Serangan semalam di Rusia, Ukraina membunuh 3 orang, melukai 3 orang

Tanggal asli: 25 Agustus 2026 14:46 Sumber: TRT World
Serangan semalam di Rusia, Ukraina membunuh 3 orang, melukai 3 orang

Setidaknya tiga orang tewas dan 15 lainnya luka-luka dalam serangan Rusia dan Ukraina semalam, menurut pejabat di kedua pihak pada hari Selasa.

Dinas Penjaga Perbatasan Negara Ukraina mengatakan serangan pesawat tak berawak Rusia merusak infrastruktur di pos pemeriksaan mobil internasional Vinogradovka di Odessa di perbatasan dengan Moldova, sehingga memicu penghentian operasi.

“Pihak Moldova telah diberitahu mengenai hal ini,” kata layanan tersebut, seraya menambahkan bahwa kru darurat telah memadamkan api.

Di kota terbesar kedua di Ukraina, Kharkiv, satu orang tewas ketika rudal Rusia menghantam zona industri di distrik Osnovyanskyi, kata Walikota Ihor Terekhov melalui Telegram.

Di wilayah Chernihiv, Ukraina, 12 orang, termasuk empat anak-anak, terluka ketika pasukan Rusia menyerang kota Mena, kata Kepolisian Nasional di platform media sosial AS, Facebook.

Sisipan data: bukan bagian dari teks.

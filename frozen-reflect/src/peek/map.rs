use frozen_core::Value;

use crate::Peek;

/// Lets you read from a map, in insertion order
#[derive(Clone, Copy)]
pub struct PeekMap<'mem> {
    entries: &'mem [(Value, Value)],
}

impl core::fmt::Debug for PeekMap<'_> {
    fn fmt(&self, f: &mut core::fmt::Formatter<'_>) -> core::fmt::Result {
        f.debug_struct("PeekMap").finish_non_exhaustive()
    }
}

impl<'mem> PeekMap<'mem> {
    pub(crate) fn new(entries: &'mem [(Value, Value)]) -> Self {
        Self { entries }
    }

    /// Number of entries
    #[inline]
    pub fn len(&self) -> usize {
        self.entries.len()
    }

    /// Returns true if the map is empty
    #[inline]
    pub fn is_empty(&self) -> bool {
        self.entries.is_empty()
    }

    /// Looks a key up. Linear, and the last matching entry wins.
    pub fn get(&self, key: &Value) -> Option<Peek<'mem>> {
        self.entries
            .iter()
            .rev()
            .find(|(k, _)| k == key)
            .map(|(_, v)| Peek::new(v))
    }

    /// Iterates over `(key, value)` entries
    pub fn iter(&self) -> impl DoubleEndedIterator<Item = (Peek<'mem>, Peek<'mem>)> + 'mem {
        self.entries.iter().map(|(k, v)| (Peek::new(k), Peek::new(v)))
    }
}
use frozen_core::{Frozen, FrozenError, Value, ValueKind};

use crate::{ListLikeKind, PeekFrozen, PeekListLike, PeekMap};

/// A read-only view over a single field value
#[derive(Clone, Copy)]
pub struct Peek<'mem> {
    value: &'mem Value,
}

impl core::fmt::Debug for Peek<'_> {
    fn fmt(&self, f: &mut core::fmt::Formatter<'_>) -> core::fmt::Result {
        core::fmt::Debug::fmt(self.value, f)
    }
}

impl core::fmt::Display for Peek<'_> {
    fn fmt(&self, f: &mut core::fmt::Formatter<'_>) -> core::fmt::Result {
        core::fmt::Display::fmt(self.value, f)
    }
}

impl<'mem> Peek<'mem> {
    /// Creates a view over `value`
    #[inline]
    pub fn new(value: &'mem Value) -> Self {
        Self { value }
    }

    /// The underlying value
    #[inline(always)]
    pub fn value(&self) -> &'mem Value {
        self.value
    }

    /// The kind of the underlying value
    #[inline]
    pub fn kind(&self) -> ValueKind {
        self.value.kind()
    }

    /// Views a nested record
    pub fn into_record(self) -> Result<PeekFrozen<'mem>, FrozenError> {
        Ok(PeekFrozen::new(self.value.try_record()?))
    }

    /// Views a tuple or a list
    pub fn into_list_like(self) -> Result<PeekListLike<'mem>, FrozenError> {
        match self.value {
            Value::Tuple(items) => Ok(PeekListLike::new(items, ListLikeKind::Tuple)),
            Value::List(items) => Ok(PeekListLike::new(items, ListLikeKind::List)),
            other => Err(FrozenError::WrongKind {
                expected: ValueKind::List,
                actual: other.kind(),
            }),
        }
    }

    /// Views a map
    pub fn into_map(self) -> Result<PeekMap<'mem>, FrozenError> {
        match self.value {
            Value::Map(entries) => Ok(PeekMap::new(entries)),
            other => Err(FrozenError::WrongKind {
                expected: ValueKind::Map,
                actual: other.kind(),
            }),
        }
    }
}

impl<'mem> From<&'mem Value> for Peek<'mem> {
    fn from(value: &'mem Value) -> Self {
        Self::new(value)
    }
}

impl<'mem> From<&'mem Frozen> for PeekFrozen<'mem> {
    fn from(frozen: &'mem Frozen) -> Self {
        Self::new(frozen)
    }
}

Di Kiev, puing-puing dari pesawat tak berawak yang jatuh merusak bangunan tempat tinggal 16 lantai dan melukai satu orang, kata Walikota Vitali Klitschko melalui Telegram.

Angkatan Udara Ukraina mengatakan pihaknya berhasil menekan 124 drone di wilayah utara, selatan, dan timur negara itu, sementara Kementerian Pertahanan Rusia mengatakan pasukannya menembak jatuh 148 sasaran udara di seluruh federasi, Krimea yang dianeksasi secara ilegal, serta perairan Azov dan Laut Hitam.

Di wilayah Krasnodar, Rusia, puing-puing drone Ukraina jatuh di stasiun kereta Afipskaya, menewaskan dua orang dan melukai dua lainnya, kata gubernur regional Veniamin Kondratyev melalui Telegram.

Dia mengatakan serangan Ukraina juga memicu kebakaran di kilang minyak dan merusak 10 rumah pribadi.

“Petugas pemadam kebakaran dan layanan darurat saat ini bekerja di lokasi kejadian,” katanya.

Di wilayah Rostov, Rusia, sekitar 30 drone hancur, puing-puing yang berjatuhan merusak rumah-rumah pribadi dan memicu kebakaran hutan yang tersebar di lahan seluas 4,5 hektar (11 hektar), kata Gubernur wilayah tersebut Yuri Slyusar melalui Telegram.

Dia mengatakan kilang minyak Novoshakhtinsk rusak akibat serangan semalam dan untuk sementara menghentikan operasinya.

Verifikasi independen atas klaim dari kedua belah pihak masih sulit dilakukan di tengah perang yang sedang berlangsung.